Advocates Want DOE to Open New Graduation Guidelines to Formal Public Comment

John Mooney | January 23, 2015 | Education
Turning requirements into regulations would help ensure that students can take advantage of all paths to a H.S. diploma

mortarboard graduation
As the Christie administration moves to new high school graduation requirements, two legal advocacy groups are pressing it to recast the relevant rules as formal regulations to, in part, make sure the public has some input.

The American Civil Liberties Union of New Jersey and the Education Law Center yesterday released a letter they sent to the state Department of Education earlier this month to ensure that the transition period is clarified through a public process.

The administration announced this fall that as the state started with the Partnership for Assessment of Readiness for College and Careers (PARCC) testing this spring, high school students for the next three years would not be required to pass all the sections to graduate — as required by previous high-school testing.

Instead, it set up a complex system in which students would meet graduation requirements by passing at least one section in both language arts and math or have a host of other options, including minimum scores on the SAT or other specified tests.

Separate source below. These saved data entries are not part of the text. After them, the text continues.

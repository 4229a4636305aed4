// lerna-rs: Lerna child-process core - Rust Port
//
// SPDX-FileCopyrightText: 2026 Romeo Ahmed
// SPDX-License-Identifier: GPL-3.0-or-later

//! Configuration loading from multiple sources.
//!
//! # Loader Pipeline
//!
//! ```text
//! ConfigLoader::new()
//!   .add_toml_file_optional(lerna.toml)
//!   .add_toml_file(--config)
//!   .add_toml_str()
//!   .with_env_prefix("LERNA")
//!   .set() / .set_override("section.key=value")
//!        |
//!        v
//!    build() --> missing required file? NotFound
//!            --> merge --> Config --> validate()
//! ```

use std::path::PathBuf;

use anyhow::Context as _;

use super::Config;
use crate::error::{ConfigError, Result};

/// Builder for loading configuration from multiple sources.
pub struct ConfigLoader {
    builder: config::ConfigBuilder<config::builder::DefaultState>,
    env_prefix: Option<String>,
    files: Vec<(String, PathBuf)>,
    required: Vec<PathBuf>,
}

impl ConfigLoader {
    #[must_use]
    pub fn new() -> Self {
        Self {
            builder: config::Config::builder(),
            env_prefix: None,
            files: Vec::new(),
            required: Vec::new(),
        }
    }

    /// Adds a TOML configuration file to the loader.
    ///
    /// The file will be read when `build()` is called. If the file doesn't exist
    /// or contains invalid TOML, `build()` will return an error.
    #[must_use]
    pub fn add_toml_file<P: AsRef<std::path::Path>>(mut self, path: P) -> Self {
        use config::{File, FileFormat};
        let p = path.as_ref();
        self.builder = self
            .builder
            .add_source(File::from(p).format(FileFormat::Toml).required(true));
        self.files.push(("file".to_string(), p.to_path_buf()));
        self.required.push(p.to_path_buf());
        self
    }

    #[must_use]
    pub fn add_toml_file_optional<P: AsRef<std::path::Path>>(mut self, path: P) -> Self {
        use config::{File, FileFormat};
        let p = path.as_ref();
        self.builder = self
            .builder
            .add_source(File::from(p).format(FileFormat::Toml).required(false));
        if p.exists() {
            self.files.push(("optional".to_string(), p.to_path_buf()));
        }
        self
    }

    #[must_use]
    pub fn add_toml_str(mut self, content: &str) -> Self {
        use config::{File, FileFormat};
        self.builder = self
            .builder
            .add_source(File::from_str(content, FileFormat::Toml));
        self.files
            .push(("string".to_string(), PathBuf::from("<string>")));
        self
    }

    /// Reads `PREFIX_SECTION__KEY` environment variables.
    #[must_use]
    pub fn with_env_prefix(mut self, prefix: &str) -> Self {
        self.env_prefix = Some(prefix.to_string());
        self
    }

    /// Sets a configuration override.
    ///
    /// # Errors
    ///
    /// Returns an error if the key is invalid or if the value cannot be converted
    /// to a configuration value.
    pub fn set<T: Into<config::Value>>(mut self, key: &str, value: T) -> Result<Self> {
        self.builder = self
            .builder
            .set_override(key, value)
            .map_err(|e| anyhow::anyhow!("Config error: {e}"))?;
        Ok(self)
    }

    /// Applies a `section.key=value` override as given on the command line.
    ///
    /// # Errors
    ///
    /// Returns an error if the option has no `=` or an empty key.
    pub fn set_override(self, option: &str) -> Result<Self> {
        let (key, value) = option
            .split_once('=')
            .map(|(k, v)| (k.trim(), v.trim()))
            .filter(|(k, _)| !k.is_empty())
            .ok_or_else(|| ConfigError::InvalidValue {
                section: "cli".to_string(),
                key: "set".to_string(),
                message: format!("expected 'section.key=value', got '{option}'"),
            })?;
        self.set(key, value)
    }

    /// Builds the configuration from all added sources.
    ///
    /// # Errors
    ///
    /// Returns an error if:
    /// - Required configuration files are missing.
    /// - Configuration files have invalid TOML syntax.
    /// - Environment variables cannot be parsed.
    /// - The merged configuration cannot be deserialized into the `Config` struct.
    /// - A merged value is out of range.
    pub fn build(self) -> Result<Config> {
        if let Some(missing) = self.required.iter().find(|p| !p.exists()) {
            return Err(ConfigError::NotFound(missing.display().to_string()).into());
        }

        let builder = match &self.env_prefix {
            Some(prefix) => self.builder.add_source(
                config::Environment::with_prefix(prefix)
                    .prefix_separator("_")
                    .separator("__")
                    .try_parsing(true),
            ),
            None => self.builder,
        };
        let cfg = builder.build().context("failed to read configuration")?;
        let config: Config = cfg
            .try_deserialize()
            .context("invalid configuration")?;
        config.validate()?;
        Ok(config)
    }

    #[must_use]
    pub fn loaded_files(&self) -> Vec<(String, PathBuf)> {
        self.files.clone()
    }

    #[must_use]
    pub fn format_loaded_files(&self) -> Vec<String> {
        self.files
            .iter()
            .enumerate()
            .map(|(i, (source, path))| format!("{}. [{}] {}", i + 1, source, path.display()))
            .collect()
    }
}

impl Default for ConfigLoader {
    fn default() -> Self {
        Self::new()
    }
}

As a last resort, students could go through an appeals process in which the state would look at a portfolio of their work to decide if they could graduate.

The Jan. 13 letter from the ACLU and the ELC, a five-page document that reads like a legal brief but is not a formal complaint, said that the new guidelines — even if temporary — requires a formal regulatory or “rulemaking” process through the state’s Administrative Procedures Act (APA).

Such back and forth over policy is not unusual, especially with the ELC, a leading advocacy group in the state that led the Abbott v. Burke litigation.

So far, the department had mostly explained the new requirements through a series of memos to districts.

But the groups have argued that without an explicit process written into regulation, at-risk students could potentially fall through the cracks and not be afforded their full rights.

They said in the letter that the regulatory process would also provide a chance for stakeholders and the public in general to make comments.

“Rulemaking in this instance furthers the APA’s core objective: affording stakeholders — parents, teachers, district administrators, advocates, lawmakers, and others who are directly impacted by, and concerned with, the DOE’s proposed changes in graduation policy — notice and the opportunity for input on the specific standards and criteria the DOE will employ to implement the proposed policy,” the letter read.